There are an infinite number of things Jesus 'never' said. Like, 'No, I am not telling you who will win the Rugby World Cup in 2015' and 'Change the NZ flag? How about changing your life first?'
So it is is easy to have fun with the hashtag and easy to make wham, bam, shame points like:
#ThingsJesusNeverSaid Share out the bread and the fishes, but only among those people who are WORKING HARD AND DOING THE RIGHT THING— Pam Smith ن (@revpamsmith) August 18, 2015
But theologically there are some things to ponder in a slower way than Tweets provide for.

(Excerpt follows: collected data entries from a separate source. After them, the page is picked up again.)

//! Accelerated backend (wgpu)
//!
//! Frame structure:
//! 1. Rects are drawn as instanced quads into an offscreen target the size of
//!    the panel. A background change is a single clear of that target.
//! 2. `present` blits the target to the surface, then draws the 40x24 cell
//!    grid sampled from the glyph atlas and the scope as a point list on top.
//!
//! Text and scope buffers are only uploaded when their layer changed; the
//! draws themselves are repeated every frame because the surface is not
//! retained between presents.

use log::{debug, info, trace};
use std::sync::Arc;
use wgpu::util::DeviceExt;

use crate::error::Result;
use crate::primitives::{TextGrid, WaveformBuffer};
use crate::profile::{DisplayProfile, FontProfile, GridShape};
use crate::renderer::atlas::{AtlasLoader, FontAssets, GlyphAtlas};
use crate::renderer::shaders::{self, ShaderKey, ShaderLibrary};
use crate::renderer::{RectPass, RenderBackend};

pub mod gpu;
pub mod staging;

pub use gpu::GpuContext;

use gpu::{BlitPipeline, PipelineDesc};
use staging::{CellInstance, RectInstance, WaveParams};

/// Rects accepted between two rect passes.
pub const MAX_RECTS: usize = 1024;

/// Resources sized to the display profile.
struct PanelResources {
    display: DisplayProfile,
    _target: wgpu::Texture,
    target_view: wgpu::TextureView,
    rect_pipeline: wgpu::RenderPipeline,
    rect_buffer: wgpu::Buffer,
    blit: BlitPipeline,
    blit_source: wgpu::BindGroup,
    wave_pipeline: wgpu::RenderPipeline,
    wave_buffer: wgpu::Buffer,
    wave_params: wgpu::Buffer,
    wave_bind_group: wgpu::BindGroup,
}

/// Resources that depend on the font.
struct TextResources {
    font: FontProfile,
    pipeline: wgpu::RenderPipeline,
    cell_buffer: wgpu::Buffer,
    atlas: wgpu::Texture,
    bind_group: wgpu::BindGroup,
}

pub struct AcceleratedBackend {
    gpu: GpuContext,
    shaders: Box<dyn ShaderLibrary>,
    loader: AtlasLoader,
    panel: Option<PanelResources>,
    text: Option<TextResources>,
    rect_staging: Vec<RectInstance>,
    cell_staging: Vec<CellInstance>,
    wave_staging: Vec<i32>,
    wave_columns: u32,
}

impl AcceleratedBackend {
    /// Creates the backend. GPU resources are built by the first `configure`.
    pub fn new(gpu: GpuContext, shaders: Box<dyn ShaderLibrary>, assets: Arc<dyn FontAssets>) -> Self {
        Self {
            gpu,
            shaders,
            loader: AtlasLoader::new(assets),
            panel: None,
            text: None,
            rect_staging: Vec::with_capacity(MAX_RECTS),
            cell_staging: Vec::with_capacity(GridShape::ACCELERATED.len()),
            wave_staging: Vec::new(),
            wave_columns: 0,
        }
    }

    fn build_panel(&self, display: &DisplayProfile) -> Result<PanelResources> {
        let device = self.gpu.device();
        let revision = display.revision;
        let format = self.gpu.format();

        let (target, target_view) = gpu::create_texture(
            device,
            "panel target",
            (display.width, display.height),
            wgpu::TextureUsages::RENDER_ATTACHMENT,
        );

        let rect_module = shaders::compile(device, self.shaders.as_ref(), ShaderKey::Rect, revision)?;
        let rect_pipeline = gpu::build_pipeline(
            device,
            PipelineDesc {
                label: "rects",
                module: &rect_module,
                bind_group_layouts: &[],
                buffers: &[RectInstance::layout()],
                format: wgpu::TextureFormat::Rgba8Unorm,
                topology: wgpu::PrimitiveTopology::TriangleList,
            },
        )?;
        let rect_buffer = device.create_buffer(&wgpu::BufferDescriptor {
            label: Some("rect instances"),
            size: (MAX_RECTS * std::mem::size_of::<RectInstance>()) as wgpu::BufferAddress,
            usage: wgpu::BufferUsages::VERTEX | wgpu::BufferUsages::COPY_DST,
            mapped_at_creation: false,
        });

        let blit_module = shaders::compile(device, self.shaders.as_ref(), ShaderKey::Blit, revision)?;
        let blit = BlitPipeline::new(device, &blit_module, format)?;
        let blit_source = blit.bind(device, &target_view);

        let wave_module = shaders::compile(device, self.shaders.as_ref(), ShaderKey::Wave, revision)?;
        let wave_layout = device.create_bind_group_layout(&wgpu::BindGroupLayoutDescriptor {
            label: Some("wave params"),
            entries: &[wgpu::BindGroupLayoutEntry {
                binding: 0,
                visibility: wgpu::ShaderStages::FRAGMENT,
                ty: wgpu::BindingType::Buffer {
                    ty: wgpu::BufferBindingType::Uniform,
                    has_dynamic_offset: false,
                    min_binding_size: None,
                },
                count: None,
            }],
        });
        let wave_pipeline = gpu::build_pipeline(
            device,
            PipelineDesc {
                label: "wave",
                module: &wave_module,
                bind_group_layouts: &[&wave_layout],
                buffers: &[staging::wave_layout()],
                format,
                topology: wgpu::PrimitiveTopology::PointList,
            },
        )?;
        let wave_buffer = device.create_buffer(&wgpu::BufferDescriptor {
            label: Some("wave columns"),
            size: (display.width as usize * std::mem::size_of::<i32>()) as wgpu::BufferAddress,
            usage: wgpu::BufferUsages::VERTEX | wgpu::BufferUsages::COPY_DST,
            mapped_at_creation: false,
        });
        let wave_params = device.create_buffer_init(&wgpu::util::BufferInitDescriptor {
            label: Some("wave params"),
            contents: bytemuck::bytes_of(&WaveParams::new(crate::primitives::Rgb::WHITE)),
            usage: wgpu::BufferUsages::UNIFORM | wgpu::BufferUsages::COPY_DST,
        });
        let wave_bind_group = device.create_bind_group(&wgpu::BindGroupDescriptor {
            label: Some("wave params"),
            layout: &wave_layout,
            entries: &[wgpu::BindGroupEntry {
                binding: 0,
                resource: wave_params.as_entire_binding(),
            }],
        });

        Ok(PanelResources {
            display: *display,
            _target: target,
            target_view,
            rect_pipeline,
            rect_buffer,
            blit,
            blit_source,
            wave_pipeline,
            wave_buffer,
            wave_params,
            wave_bind_group,
        })
    }

    fn build_text(&mut self, font: &FontProfile) -> Result<TextResources> {
        let revision = self
            .panel
            .as_ref()
            .map(|panel| panel.display.revision)
            .unwrap_or_default();
        let device = self.gpu.device();

        let module = shaders::compile(device, self.shaders.as_ref(), ShaderKey::Text(font.font), revision)?;
        let layout = gpu::texture_bind_group_layout(device, "glyph atlas");
        let pipeline = gpu::build_pipeline(
            device,
            PipelineDesc {
                label: "text",
                module: &module,
                bind_group_layouts: &[&layout],
                buffers: &[CellInstance::layout()],
                format: self.gpu.format(),
                topology: wgpu::PrimitiveTopology::TriangleList,
            },
        )?;

        let blank = vec![CellInstance::BLANK; GridShape::ACCELERATED.len()];
        let cell_buffer = device.create_buffer_init(&wgpu::util::BufferInitDescriptor {
            label: Some("text cells"),
            contents: bytemuck::cast_slice(&blank),
            usage: wgpu::BufferUsages::VERTEX | wgpu::BufferUsages::COPY_DST,
        });

        // Blank until the decoded image arrives
        let placeholder = GlyphAtlas::blank(font);
        let (atlas, atlas_view) = gpu::create_texture(
            device,
            "glyph atlas",
            placeholder.size(),
            wgpu::TextureUsages::COPY_DST,
        );
        gpu::write_rgba(self.gpu.queue(), &atlas, placeholder.size(), placeholder.rgba());
        let sampler = gpu::nearest_sampler(device);
        let bind_group = gpu::texture_bind_group(device, &layout, &atlas_view, &sampler);

        self.loader.request(font);

        Ok(TextResources {
            font: *font,
            pipeline,
            cell_buffer,
            atlas,
            bind_group,
        })
    }
}

impl RenderBackend for AcceleratedBackend {
    fn name(&self) -> &'static str {
        "accelerated"
    }

    fn rect_capacity(&self) -> Option<usize> {
        Some(MAX_RECTS)
    }

    fn grid_shape(&self, _display: &DisplayProfile, _font: &FontProfile) -> GridShape {
        GridShape::ACCELERATED
    }

    fn configure(&mut self, display: &DisplayProfile, font: &FontProfile) -> Result<()> {
        info!(
            "🎨 Building GPU resources for {}x{} (revision {})",
            display.width,
            display.height,
            display.revision.get()
        );
        // Old resources go first so nothing refers to the previous profile
        self.panel = None;
        self.text = None;
        self.panel = Some(self.build_panel(display)?);
        self.wave_columns = 0;
        self.configure_font(font)
    }

    fn configure_font(&mut self, font: &FontProfile) -> Result<()> {
        debug!("Building text resources for {}", font.font.asset_name());
        self.text = None;
        self.text = Some(self.build_text(font)?);
        Ok(())
    }

    fn resize_surface(&mut self, width: u32, height: u32) -> Result<()> {
        self.gpu.resize(width, height);
        Ok(())
    }

    fn draw_rects(&mut self, pass: RectPass<'_>) -> Result<()> {
        let (Some(panel), Some(text)) = (&self.panel, &self.text) else {
            return Ok(());
        };
        staging::stage_rects(pass.rects, &text.font, &mut self.rect_staging);
        let count = self.rect_staging.len().min(MAX_RECTS);
        if count > 0 {
            self.gpu.queue().write_buffer(
                &panel.rect_buffer,
                0,
                bytemuck::cast_slice(&self.rect_staging[..count]),
            );
        }

        let clear = pass.clear.then(|| {
            let [r, g, b] = pass.background.to_f32();
            wgpu::Color {
                r: f64::from(r),
                g: f64::from(g),
                b: f64::from(b),
                a: 1.0,
            }
        });

        let mut encoder = self
            .gpu
            .device()
            .create_command_encoder(&wgpu::CommandEncoderDescriptor {
                label: Some("rect encoder"),
            });
        {
            let mut rpass = gpu::begin_pass(&mut encoder, "rect pass", &panel.target_view, clear);
            if count > 0 {
                let bytes = (count * std::mem::size_of::<RectInstance>()) as wgpu::BufferAddress;
                rpass.set_pipeline(&panel.rect_pipeline);
                rpass.set_vertex_buffer(0, panel.rect_buffer.slice(..bytes));
                rpass.draw(0..6, 0..count as u32);
            }
        }
        self.gpu.queue().submit(std::iter::once(encoder.finish()));
        trace!("Drew {} rects (clear: {})", count, pass.clear);
        Ok(())
    }

    fn draw_text(&mut self, grid: &TextGrid, dirty: bool) -> Result<()> {
        if !dirty {
            return Ok(());
        }
        let Some(text) = &self.text else {
            return Ok(());
        };
        staging::stage_cells(grid, &mut self.cell_staging);
        self.gpu
            .queue()
            .write_buffer(&text.cell_buffer, 0, bytemuck::cast_slice(&self.cell_staging));
        Ok(())
    }

    fn draw_wave(&mut self, wave: &WaveformBuffer, dirty: bool) -> Result<()> {
        if !dirty {
            return Ok(());
        }
        let (Some(panel), Some(text)) = (&self.panel, &self.text) else {
            return Ok(());
        };
        if !wave.is_on() {
            self.wave_columns = 0;
            return Ok(());
        }

        staging::stage_wave(wave, &panel.display, &text.font, &mut self.wave_staging);
        self.wave_staging.truncate(panel.display.width as usize);
        self.wave_columns = self.wave_staging.len() as u32;
        let queue = self.gpu.queue();
        queue.write_buffer(&panel.wave_buffer, 0, bytemuck::cast_slice(&self.wave_staging));
        queue.write_buffer(&panel.wave_params, 0, bytemuck::bytes_of(&WaveParams::new(wave.color())));
        Ok(())
    }

    fn present(&mut self) -> Result<()> {
        let Some(frame) = self.gpu.acquire()? else {
            return Ok(());
        };
        let (Some(panel), Some(text)) = (&self.panel, &self.text) else {
            frame.present();
            return Ok(());
        };
        let view = frame
            .texture
            .create_view(&wgpu::TextureViewDescriptor::default());

        let mut encoder = self
            .gpu
            .device()
            .create_command_encoder(&wgpu::CommandEncoderDescriptor {
                label: Some("present encoder"),
            });
        {
            let mut rpass = gpu::begin_pass(&mut encoder, "present pass", &view, Some(wgpu::Color::BLACK));
            panel.blit.draw(&mut rpass, &panel.blit_source);

            rpass.set_pipeline(&text.pipeline);
            rpass.set_bind_group(0, &text.bind_group, &[]);
            rpass.set_vertex_buffer(0, text.cell_buffer.slice(..));
            rpass.draw(0..6, 0..GridShape::ACCELERATED.len() as u32);

            if self.wave_columns > 0 {
                rpass.set_pipeline(&panel.wave_pipeline);
                rpass.set_bind_group(0, &panel.wave_bind_group, &[]);
                rpass.set_vertex_buffer(0, panel.wave_buffer.slice(..));
                rpass.draw(0..self.wave_columns, 0..1);
            }
        }
        self.gpu.queue().submit(std::iter::once(encoder.finish()));
        frame.present();
        Ok(())
    }

    fn poll_assets(&mut self) -> Result<bool> {
        let Some(atlas) = self.loader.poll()? else {
            return Ok(false);
        };
        let Some(text) = &self.text else {
            return Ok(false);
        };
        if atlas.font() != text.font.font {
            debug!("Dropping stale atlas for {}", atlas.font().asset_name());
            return Ok(false);
        }
        gpu::write_rgba(self.gpu.queue(), &text.atlas, atlas.size(), atlas.rgba());
        debug!("Glyph atlas {} uploaded", atlas.font().asset_name());
        Ok(true)
    }
}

Jesus never said anything, for instance, about interpreting his words and producing four different authoritative accounts of his teaching and activities. That means that what we have received as 'What Jesus said' has been already subject to a process of 'What did Jesus mean when he said?' and 'So, how will we express that meaning, not least in Greek, a language in which (arguably) he said nothing?'
But we should not run too far in that direction without acknowledging that whatever Jesus did say and whatever he 'never' said, those authoritative accounts give us plenty which we find hard to live by without worrying about #ThingsJesusNeverSaid.
Incidentally, yesterday one of the lectionary readings was Mark 5:35-43. In that reading, when we read the words 'Talitha cum' (41), I suggest we have an instance where the gospels record the actual words Jesus said and in the language he said them in. #ThingsJesusActuallySaid #AndYouCanBetYourHouseOnThat :)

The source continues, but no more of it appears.